Hmm... DW brings up an interesting problem with this challenge. Is the goal of the challenge to make any counterintuitive economic claim intuitive, even the ones that whole branches of economists disagree with? I am, of course, referring to the paradox of thrift, of which I'm pretty sure the austrians are not big fans.

Is it possible to make intuitive a claim over which there is vast disagreement? And if you can, can you make it intuitive without tipping your hand as to which side you fall on?

Steve Roth writes:

>3. Counterintuitive claim: Egalitarian socialism creates poverty... even starvation.

>Intuitive version: If everyone gets the same share whether or not they work, you're asking people to work for free.

Bryan, this is only intuitive because it's an inaccurate depiction of egalitarian socialism. Sweden is not the PRC; econ professors aren't mucking out stalls over there (or here, for that matter).

There's not a single thriving, prosperous country in the world that doesn't engage in a huge amount of egalitarian socialism. How can you explain that?

Why is there not a single prosperous country that operates according to the principles of libertariansism? Shouldn't one have emerged by now, and left all the others in the dust? Shouldn't there be at least one that shows at least some promise of same?

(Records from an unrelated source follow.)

use crate::types::{DrillDownRow, WeeklySummaryRow};
use crate::util::format_usd;

pub const DEFAULT_WIDTH: usize = 80;
pub const MIN_WIDTH: usize = 40;
const MAX_LABEL_CHARS: usize = 30;
const BAR: char = '#';

struct Bar {
    label: String,
    value: f64,
}

struct Group {
    title: String,
    bars: Vec<Bar>,
}

/// Horizontal text bar chart. Bars may be grouped (one block per week, one
/// bar per type) or flat (a single untitled group).
pub struct BarChart {
    title: String,
    groups: Vec<Group>,
    group_charlen: usize,
    label_charlen: usize,
    max_val: f64,
    max_barlen: usize,
}

impl BarChart {
    /// Grouped chart of the weekly summary. `rows` must already be in display
    /// order (weeks in natural order).
    pub fn weekly(rows: &[WeeklySummaryRow], width: usize) -> BarChart {
        let mut groups: Vec<Group> = Vec::new();
        for r in rows {
            let bar = Bar {
                label: r.kind.clone(),
                value: r.total_cost,
            };
            match groups.last_mut() {
                Some(g) if g.title == r.work_week => g.bars.push(bar),
                _ => groups.push(Group {
                    title: r.work_week.clone(),
                    bars: vec![bar],
                }),
            }
        }
        BarChart::new("Weekly Spend Summary by Type", groups, width)
    }

    /// Flat chart of a drill-down ranking.
    pub fn top_items(title: &str, rows: &[DrillDownRow], width: usize) -> BarChart {
        let bars = rows
            .iter()
            .map(|r| Bar {
                label: truncate_label(&r.material),
                value: r.total_cost,
            })
            .collect::<Vec<_>>();
        let groups = if bars.is_empty() {
            Vec::new()
        } else {
            vec![Group {
                title: String::new(),
                bars,
            }]
        };
        BarChart::new(title, groups, width)
    }

    fn new(title: &str, groups: Vec<Group>, width: usize) -> BarChart {
        let bars = || groups.iter().flat_map(|g| g.bars.iter());
        let group_charlen = groups.iter().map(|g| g.title.chars().count()).max().unwrap_or(0);
        let label_charlen = bars().map(|b| b.label.chars().count()).max().unwrap_or(0);
        let value_charlen = bars().map(|b| format_usd(b.value).len()).max().unwrap_or(0);
        let max_val = bars().map(|b| b.value).fold(0.0, f64::max);
        let gutter = if group_charlen > 0 { group_charlen + 1 } else { 0 };
        let max_barlen = width
            .max(MIN_WIDTH)
            .saturating_sub(gutter + label_charlen + value_charlen)
            .saturating_sub(3) // " |" before the bar and the space after it
            .max(1);

        BarChart {
            title: title.to_string(),
            groups,
            group_charlen,
            label_charlen,
            max_val,
            max_barlen,
        }
    }

    pub fn is_empty(&self) -> bool {
        self.groups.is_empty()
    }

    fn barlen(&self, val: f64) -> usize {
        if self.max_val <= 0.0 || val <= 0.0 {
            return 0;
        }
        let x = val / self.max_val * self.max_barlen as f64;
        self.max_barlen.min(x.round() as usize)
    }

    fn draw(&self, w: &mut impl std::fmt::Write, group: &Group) -> std::fmt::Result {
        for (i, bar) in group.bars.iter().enumerate() {
            if self.group_charlen > 0 {
                let title = if i == 0 { group.title.as_str() } else { "" };
                write!(w, "{:<width$} ", title, width = self.group_charlen)?;
            }
            let bars = BAR.to_string().repeat(self.barlen(bar.value));
            writeln!(
                w,
                "{:<lw$} |{} {}",
                bar.label,
                bars,
                format_usd(bar.value),
                lw = self.label_charlen,
            )?;
        }
        Ok(())
    }
}

fn truncate_label(s: &str) -> String {
    if s.chars().count() <= MAX_LABEL_CHARS {
        return s.to_string();
    }
    let mut out: String = s.chars().take(MAX_LABEL_CHARS - 3).collect();
    out.push_str("...");
    out
}

impl std::fmt::Display for BarChart {
    /// Writes a terminating newline.
    fn fmt(&self, f: &mut std::fmt::Formatter<'_>) -> std::fmt::Result {
        writeln!(f, "{}", self.title)?;
        if self.is_empty() {
            return writeln!(f, "(no data)");
        }
        for group in &self.groups {
            self.draw(f, group)?;
        }
        Ok(())
    }
}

There isn't.

Steve Roth writes:

But you're right that most important economic ideas can/should be explained intuitively. i.e.:

If people at the bottom of the pyramid don't have enough money to buy things and support productive enterprises, people at the top have no profitable and productive enterprises to invest in. So they manufacture gambling enterprises that endanger the whole edifice.

Eric H writes:

Counter-intuitive claim:

Interpersonal comparisons of utility are not possible.

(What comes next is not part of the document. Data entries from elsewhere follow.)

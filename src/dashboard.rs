// Terminal presentation of the expenditure report.
//
// A `Session` owns its own filter and drill-down state and shares the loaded
// dataset read-only, so several sessions can sit on one cached table.
use crate::chart::{BarChart, DEFAULT_WIDTH};
use crate::error::DashboardError;
use crate::filter::{filter_rows, parse_list, Selection};
use crate::output::{drill_down_csv, export_file_name, render_table};
use crate::reports::{drill_down, metrics, weekly_summary, TOP_N};
use crate::types::{Dataset, SummaryExport};
use crate::util::{format_int, format_usd};
use anyhow::{Context, Result};
use log::{debug, info};
use std::io::{BufRead, Write};
use std::path::{Path, PathBuf};
use std::sync::Arc;

pub const TITLE: &str = "Weekly Inventory Expenditure Dashboard";
pub const DEFAULT_TABLE_ROWS: usize = 50;

/// One week/type pair chosen for the drill-down.
#[derive(Debug, Clone, PartialEq, Eq)]
pub struct DrillChoice {
    pub week: String,
    pub kind: String,
}

impl DrillChoice {
    /// Validate a requested pair, filling in defaults: the first week in
    /// natural order, then the first type observed for that week.
    pub fn resolve(
        dataset: &Dataset,
        week: Option<&str>,
        kind: Option<&str>,
    ) -> Result<DrillChoice, DashboardError> {
        let weeks = dataset.weeks();
        let week = match week {
            Some(w) if weeks.iter().any(|x| x == w) => w.to_string(),
            Some(w) => return Err(DashboardError::UnknownWeek(w.to_string())),
            None => weeks.into_iter().next().ok_or(DashboardError::NoData)?,
        };
        let types = dataset.types_for_week(&week);
        let kind = match kind {
            Some(k) if types.iter().any(|x| x == k) => k.to_string(),
            Some(k) => {
                return Err(DashboardError::UnknownType {
                    week,
                    kind: k.to_string(),
                })
            }
            None => types.into_iter().next().ok_or(DashboardError::NoData)?,
        };
        Ok(DrillChoice { week, kind })
    }
}

pub struct Session {
    dataset: Arc<Dataset>,
    source: String,
    pub selection: Selection,
    pub drill: Option<DrillChoice>,
    pub width: usize,
    pub limit: usize,
    pub table_rows: usize,
}

impl Session {
    pub fn new(dataset: Arc<Dataset>, source: impl Into<String>) -> Session {
        let selection = Selection::all(&dataset);
        Session {
            dataset,
            source: source.into(),
            selection,
            drill: None,
            width: DEFAULT_WIDTH,
            limit: TOP_N,
            table_rows: DEFAULT_TABLE_ROWS,
        }
    }

    pub fn dataset(&self) -> &Dataset {
        &self.dataset
    }

    pub fn reset_filters(&mut self) {
        self.selection = Selection::all(&self.dataset);
    }

    /// Title, metrics, weekly chart and the filtered table.
    pub fn render_summary<W: Write>(&self, out: &mut W) -> Result<()> {
        let rows = filter_rows(&self.dataset, &self.selection);
        debug!("{} of {} rows pass the filter", rows.len(), self.dataset.rows.len());
        let m = metrics(&rows);
        let summary = weekly_summary(&rows);

        writeln!(out, "{}", TITLE)?;
        writeln!(
            out,
            "Source: {} ({} rows)",
            self.source,
            format_int(self.dataset.rows.len())
        )?;
        writeln!(out, "Weeks: {}", join_or_none(&self.selection.weeks))?;
        writeln!(out, "Types: {}\n", join_or_none(&self.selection.types))?;

        writeln!(out, "Total Spend:   {}", format_usd(m.total))?;
        writeln!(out, "SAP Spend:     {}", format_usd(m.sap))?;
        writeln!(out, "Expense Spend: {}\n", format_usd(m.expense))?;

        writeln!(out, "{}", BarChart::weekly(&summary, self.width))?;

        writeln!(out, "Filtered Table ({} rows)", format_int(rows.len()))?;
        write!(out, "{}", render_table(&rows, self.table_rows))?;
        Ok(())
    }

    /// JSON-ready snapshot of what `render_summary` shows.
    pub fn summary_export(&self) -> SummaryExport {
        let rows = filter_rows(&self.dataset, &self.selection);
        SummaryExport {
            source: self.source.clone(),
            selected_weeks: self.selection.weeks.iter().cloned().collect(),
            selected_types: self.selection.types.iter().cloned().collect(),
            row_count: rows.len(),
            metrics: metrics(&rows),
            weekly_summary: weekly_summary(&rows),
        }
    }

    /// Top materials for one week and type, as a table and a chart.
    pub fn render_drill_down<W: Write>(&self, out: &mut W, choice: &DrillChoice) -> Result<()> {
        let ranking = drill_down(&self.dataset, &choice.week, &choice.kind, self.limit);
        writeln!(out, "Drill Down: {} ({})", choice.week, choice.kind)?;
        writeln!(
            out,
            "Top {} items for {} ({}):",
            self.limit, choice.week, choice.kind
        )?;
        write!(out, "{}", render_table(&ranking, self.limit))?;
        writeln!(out)?;
        let title = format!("Top {} Items in {} ({})", self.limit, choice.week, choice.kind);
        write!(out, "{}", BarChart::top_items(&title, &ranking, self.width))?;
        Ok(())
    }

    /// Write the drill-down ranking to `dir` and return the file path.
    pub fn export_drill_down(&self, choice: &DrillChoice, dir: &Path) -> Result<PathBuf> {
        let ranking = drill_down(&self.dataset, &choice.week, &choice.kind, self.limit);
        let payload = drill_down_csv(&ranking, self.dataset.has_quantity)
            .context("serializing drill-down CSV")?;
        let path = dir.join(export_file_name(&choice.week, &choice.kind));
        std::fs::write(&path, payload).with_context(|| format!("writing {}", path.display()))?;
        info!("exported {} drill-down rows to {}", ranking.len(), path.display());
        Ok(path)
    }

    fn current_drill(&self) -> Result<DrillChoice, DashboardError> {
        match &self.drill {
            Some(c) => Ok(c.clone()),
            None => DrillChoice::resolve(&self.dataset, None, None),
        }
    }
}

fn join_or_none<'a>(items: impl IntoIterator<Item = &'a String>) -> String {
    let v: Vec<&str> = items.into_iter().map(String::as_str).collect();
    if v.is_empty() {
        "(none)".to_string()
    } else {
        v.join(", ")
    }
}

/// Print `msg` and read one trimmed line. `None` at end of input.
fn prompt<R: BufRead, W: Write>(input: &mut R, out: &mut W, msg: &str) -> Result<Option<String>> {
    write!(out, "{}", msg)?;
    out.flush()?;
    let mut buf = String::new();
    if input.read_line(&mut buf)? == 0 {
        return Ok(None);
    }
    Ok(Some(buf.trim().to_string()))
}

// Blank keeps everything, "none" selects nothing, otherwise a comma list.
fn read_axis<R: BufRead, W: Write>(
    input: &mut R,
    out: &mut W,
    label: &str,
    options: &[String],
) -> Result<Option<Option<Vec<String>>>> {
    writeln!(out, "Available {}: {}", label, options.join(", "))?;
    let Some(line) = prompt(input, out, &format!("{} (comma-separated, blank for all, 'none' for none): ", label))? else {
        return Ok(None);
    };
    Ok(Some(match line.as_str() {
        "" => None,
        "none" => Some(Vec::new()),
        other => Some(parse_list(other)),
    }))
}

fn print_menu<W: Write>(out: &mut W) -> Result<()> {
    writeln!(out, "Select an action:")?;
    writeln!(out, "[1] Show summary")?;
    writeln!(out, "[2] Filter weeks")?;
    writeln!(out, "[3] Filter types")?;
    writeln!(out, "[4] Drill down")?;
    writeln!(out, "[5] Export drill-down CSV")?;
    writeln!(out, "[6] Reset filters")?;
    writeln!(out, "[0] Exit\n")?;
    Ok(())
}

/// Menu-driven session over `input`/`out`. Every choice recomputes its view
/// from the shared dataset; end of input behaves like `[0]`.
pub fn run_interactive<R: BufRead, W: Write>(
    session: &mut Session,
    mut input: R,
    mut out: W,
    export_dir: &Path,
) -> Result<()> {
    loop {
        print_menu(&mut out)?;
        let Some(choice) = prompt(&mut input, &mut out, "Enter choice: ")? else {
            break;
        };
        writeln!(out)?;
        match choice.as_str() {
            "1" => session.render_summary(&mut out)?,
            "2" => {
                let weeks = session.dataset.weeks();
                let Some(sel) = read_axis(&mut input, &mut out, "weeks", &weeks)? else {
                    break;
                };
                session.selection.weeks = sel.unwrap_or(weeks).into_iter().collect();
            }
            "3" => {
                let types = session.dataset.types();
                let Some(sel) = read_axis(&mut input, &mut out, "types", &types)? else {
                    break;
                };
                session.selection.types = sel.unwrap_or(types).into_iter().collect();
            }
            "4" => {
                let weeks = session.dataset.weeks();
                writeln!(out, "Available weeks: {}", weeks.join(", "))?;
                let default_week = weeks.first().cloned().unwrap_or_default();
                let Some(week) = prompt(&mut input, &mut out, &format!("Select week [{}]: ", default_week))? else {
                    break;
                };
                let week = if week.is_empty() { default_week } else { week };

                let types = session.dataset.types_for_week(&week);
                writeln!(out, "Available types: {}", types.join(", "))?;
                let default_type = types.first().cloned().unwrap_or_default();
                let Some(kind) = prompt(&mut input, &mut out, &format!("Select type [{}]: ", default_type))? else {
                    break;
                };
                let kind = if kind.is_empty() { default_type } else { kind };

                match DrillChoice::resolve(&session.dataset, Some(&week), Some(&kind)) {
                    Ok(c) => {
                        writeln!(out)?;
                        session.render_drill_down(&mut out, &c)?;
                        session.drill = Some(c);
                    }
                    Err(e) => writeln!(out, "Error: {}", e)?,
                }
            }
            "5" => match session.current_drill() {
                Ok(c) => {
                    let path = session.export_drill_down(&c, export_dir)?;
                    writeln!(out, "Drill-down exported to {}", path.display())?;
                }
                Err(e) => writeln!(out, "Error: {}", e)?,
            },
            "6" => {
                session.reset_filters();
                writeln!(out, "Filters reset.")?;
            }
            "0" => break,
            _ => writeln!(out, "Invalid choice. Please enter a number from the menu.")?,
        }
        writeln!(out)?;
    }
    writeln!(out, "Exiting the program.")?;
    Ok(())
}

We make them all the time:

Bill likes apples more than I do;

Jane liked Apocalypse Now more than Jeff did;

Sarah likes the guitar stylings of Rudy Van DiSarzio more than Randy likes those of Pat Metheny.

Lauren writes:

Gu Si Fang noted that Gresham's Law, particularly in the case of fiat money that has been declared legal tender, has become unintuitive.

Gresham's Law was intuitive when money was all coin--with a fixed exchange rate between bad--shaved--coins and good ones. Coin could be shaved down secretly, yet might be taken at the face value stamped on it unless it was weighed. People simply shaved down their coins, reused the shavings; and used the shaved coins--which looked fine--in shops and amongst each other. Gresham's Law was also intuitive during the years of internationally fixed exchange rates in the mid-1800s through early 1970s, when the promoters of different currencies battled politically and intermittently to have their currencies accepted at face value even when their currency values were known to have been undermined by overprinting.

The trick to understanding Gresham's Law--that bad money drives out good--is to understand that it only holds when the exchange rate between alternative monies is fixed. The bad coins were only accepted because and only as long as they were believed to trade 1-for-1 with the good ones.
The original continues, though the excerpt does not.